The growing trend towards statistical visualizations hit a small roadblock in the early 20th century. Friendly describes this era as the modern dark ages for data visualization. Statisticians were increasingly concerned with exact numbers, and consider images to be overly inaccurate. While innovation in the field may have indeed veered away from data visualizations, this period saw a growth of data visualization in the public consciousness. Charts and graphs of various sorts were rapidly becoming adopted into textbooks, business applications, science, and government.
[Editor’s Note: While statisticians gave data visualization the cold shoulder during this era, the first half of the 20th century also brought psychology forward as a science; in particular, the development of cognitive psychology and the study of human perception has provided a much better understanding as to how the brain interprets information and recognizes patterns. This research has been instrumental in developing and refining the science of data visualization best practices.]
The latter half of the 20th century is what Friendly calls the ‘rebirth of data visualization’, brought on by the emergence of computer processing. Computers gave statisticians the ability to collect and store data in increasingly larger volumes, as well as the ability to visualize the information quickly and easily. The 1960s and 1970s saw the emergence of researchers like John W. Tukey in the United States and Jacques Bertin in France, who developed the science of information visualization in the areas of statistics and cartography, respectively. The early 80s saw the emergence of Edward Tufte, whose seminal work, The Visual Display of Quantitative Information is still used today in university courses for data visualization and statistical analysis. Tufte also introduced us to the sparkline, which gives the general shape of a trend in a small amount of space.
The last three decades have seen the field of data visualization explode into dozens and even hundreds of focus areas. Dashboards and data discovery tools, scorecard applications, analytics suites, and an assortment of other software tools enable businesses, researchers, and individuals to explore their data in new and increasingly imaginative ways. Notable writers and educators in the modern era, including Alberto Cairo, Stephen Few, and Colin Ware, continue to refine the science and art of data visualization and bring it to new heights.

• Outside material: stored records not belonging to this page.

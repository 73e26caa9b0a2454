//! Azure Blob Storage client construction.

use object_store::{
    azure::{MicrosoftAzure, MicrosoftAzureBuilder},
    ClientOptions,
    RetryConfig,
};
use tracing::debug;

use crate::{ContentError, ContentResult, ContentStoreConfig};

/// Credential picked for the Azure client, in precedence order.
#[derive(Debug, Clone, PartialEq, Eq)]
pub enum AzureCredential {
    ConnectionString(ConnectionString),
    AccountKey(String),
    SasToken(Vec<(String, String)>),
    ManagedIdentity,
}

/// The subset of an Azure storage connection string the client needs.
#[derive(Debug, Clone, Default, PartialEq, Eq)]
pub struct ConnectionString {
    pub account_name: Option<String>,
    pub account_key: Option<String>,
    pub blob_endpoint: Option<String>,
    pub shared_access_signature: Option<String>,
    pub protocol: Option<String>,
    pub endpoint_suffix: Option<String>,
    pub use_development_storage: bool,
}

impl ConnectionString {
    /// Parse `Key=Value;Key=Value` pairs. Keys are case-insensitive, unknown
    /// keys are ignored. Values may contain `=` (account keys are base64).
    pub fn parse(value: &str) -> ContentResult<Self> {
        let mut parsed = ConnectionString::default();
        for part in value.split(';').map(str::trim).filter(|p| !p.is_empty()) {
            let (key, val) = part.split_once('=').ok_or_else(|| {
                ContentError::configuration("malformed connection string: expected Key=Value")
            })?;
            let val = val.trim().to_string();
            match key.trim().to_ascii_lowercase().as_str() {
                "accountname" => parsed.account_name = Some(val),
                "accountkey" => parsed.account_key = Some(val),
                "blobendpoint" => parsed.blob_endpoint = Some(val),
                "sharedaccesssignature" => parsed.shared_access_signature = Some(val),
                "defaultendpointsprotocol" => parsed.protocol = Some(val),
                "endpointsuffix" => parsed.endpoint_suffix = Some(val),
                "usedevelopmentstorage" => {
                    parsed.use_development_storage = val.eq_ignore_ascii_case("true")
                }
                _ => {}
            }
        }
        if !parsed.use_development_storage && parsed.account_name.is_none() {
            return Err(ContentError::configuration(
                "connection string does not name an AccountName",
            ));
        }
        Ok(parsed)
    }

    /// Blob endpoint, explicit or derived from protocol and suffix.
    pub fn endpoint(&self) -> Option<String> {
        if let Some(endpoint) = &self.blob_endpoint {
            return Some(endpoint.clone());
        }
        let suffix = self.endpoint_suffix.as_ref()?;
        let account = self.account_name.as_ref()?;
        let protocol = self.protocol.as_deref().unwrap_or("https");
        Some(format!("{}://{}.blob.{}", protocol, account, suffix))
    }
}

/// Split a SAS token (`sv=...&sig=...`, optionally with a leading `?`) into
/// query pairs.
pub fn parse_sas_token(token: &str) -> ContentResult<Vec<(String, String)>> {
    let token = token.trim().trim_start_matches('?');
    let pairs: Vec<(String, String)> = url::form_urlencoded::parse(token.as_bytes())
        .into_owned()
        .collect();
    if !pairs.iter().any(|(key, _)| key == "sig") {
        return Err(ContentError::configuration(
            "SAS token has no signature (sig) parameter",
        ));
    }
    Ok(pairs)
}

fn non_blank(value: &Option<String>) -> Option<&str> {
    value.as_deref().map(str::trim).filter(|v| !v.is_empty())
}

/// Pick the credential: connection string, then account key, then SAS
/// token, then managed identity.
pub fn select_credential(config: &ContentStoreConfig) -> ContentResult<AzureCredential> {
    if let Some(value) = non_blank(&config.connection_string) {
        return Ok(AzureCredential::ConnectionString(ConnectionString::parse(
            value,
        )?));
    }
    if let Some(key) = non_blank(&config.account_key) {
        return Ok(AzureCredential::AccountKey(key.to_string()));
    }
    if let Some(token) = non_blank(&config.sas_token) {
        return Ok(AzureCredential::SasToken(parse_sas_token(token)?));
    }
    if config.managed_identity {
        return Ok(AzureCredential::ManagedIdentity);
    }
    Err(ContentError::configuration(
        "no Azure credential configured: set connection_string, account_key, sas_token or \
         managed_identity",
    ))
}

/// Build the Azure client. Transport-level retries and the whole-request
/// timeout are disabled; the resilience layer owns both. Only connecting is
/// bounded here.
pub fn build(config: &ContentStoreConfig) -> ContentResult<MicrosoftAzure> {
    let container = non_blank(&config.container_name)
        .ok_or_else(|| ContentError::configuration("Azure Blob container name is required"))?;

    let mut builder = MicrosoftAzureBuilder::new()
        .with_container_name(container)
        .with_retry(RetryConfig {
            max_retries: 0,
            ..Default::default()
        })
        .with_client_options(
            ClientOptions::new()
                .with_connect_timeout(config.timeout())
                .with_timeout_disabled(),
        );

    let mut account = non_blank(&config.account_name).map(str::to_string);
    let mut endpoint = non_blank(&config.endpoint).map(str::to_string);

    let credential = select_credential(config)?;
    let credential_kind = match &credential {
        AzureCredential::ConnectionString(_) => "connection_string",
        AzureCredential::AccountKey(_) => "account_key",
        AzureCredential::SasToken(_) => "sas_token",
        AzureCredential::ManagedIdentity => "managed_identity",
    };
    match credential {
        AzureCredential::ConnectionString(conn) => {
            if conn.use_development_storage {
                builder = builder.with_use_emulator(true);
            }
            if let Some(name) = &conn.account_name {
                account = Some(name.clone());
            }
            if endpoint.is_none() {
                endpoint = conn.endpoint();
            }
            if let Some(key) = conn.account_key {
                builder = builder.with_access_key(key);
            } else if let Some(sas) = conn.shared_access_signature {
                builder = builder.with_sas_authorization(parse_sas_token(&sas)?);
            }
        }
        AzureCredential::AccountKey(key) => builder = builder.with_access_key(key),
        AzureCredential::SasToken(pairs) => builder = builder.with_sas_authorization(pairs),
        // No explicit credential: the client falls back to the instance
        // metadata endpoint.
        AzureCredential::ManagedIdentity => {}
    }

    if let Some(account) = &account {
        builder = builder.with_account(account);
    }
    if let Some(endpoint) = endpoint {
        if endpoint.starts_with("http://") {
            builder = builder.with_allow_http(true);
        }
        builder = builder.with_endpoint(endpoint);
    }

    let client = builder.build().map_err(|e| {
        ContentError::configuration(format!("failed to build Azure Blob client: {}", e))
    })?;

    debug!(
        account = account.as_deref().unwrap_or_default(),
        container,
        credential = credential_kind,
        "created Azure blob client"
    );
    Ok(client)
}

We live in an exciting yet challenging time for data visualization. Even as we discover new ways to collect, aggregate, analyze and visualize data, we are also discovering some new and important societal challenges regarding the violation of privacy and the potential misuse of data – both intentional and unintentional. As we enter the information age, it’s both exciting and terrifying to imagine what the future holds in store for us, both as individuals and as a society. Randy Bachman said it best: We ain’t seen nothin’ yet!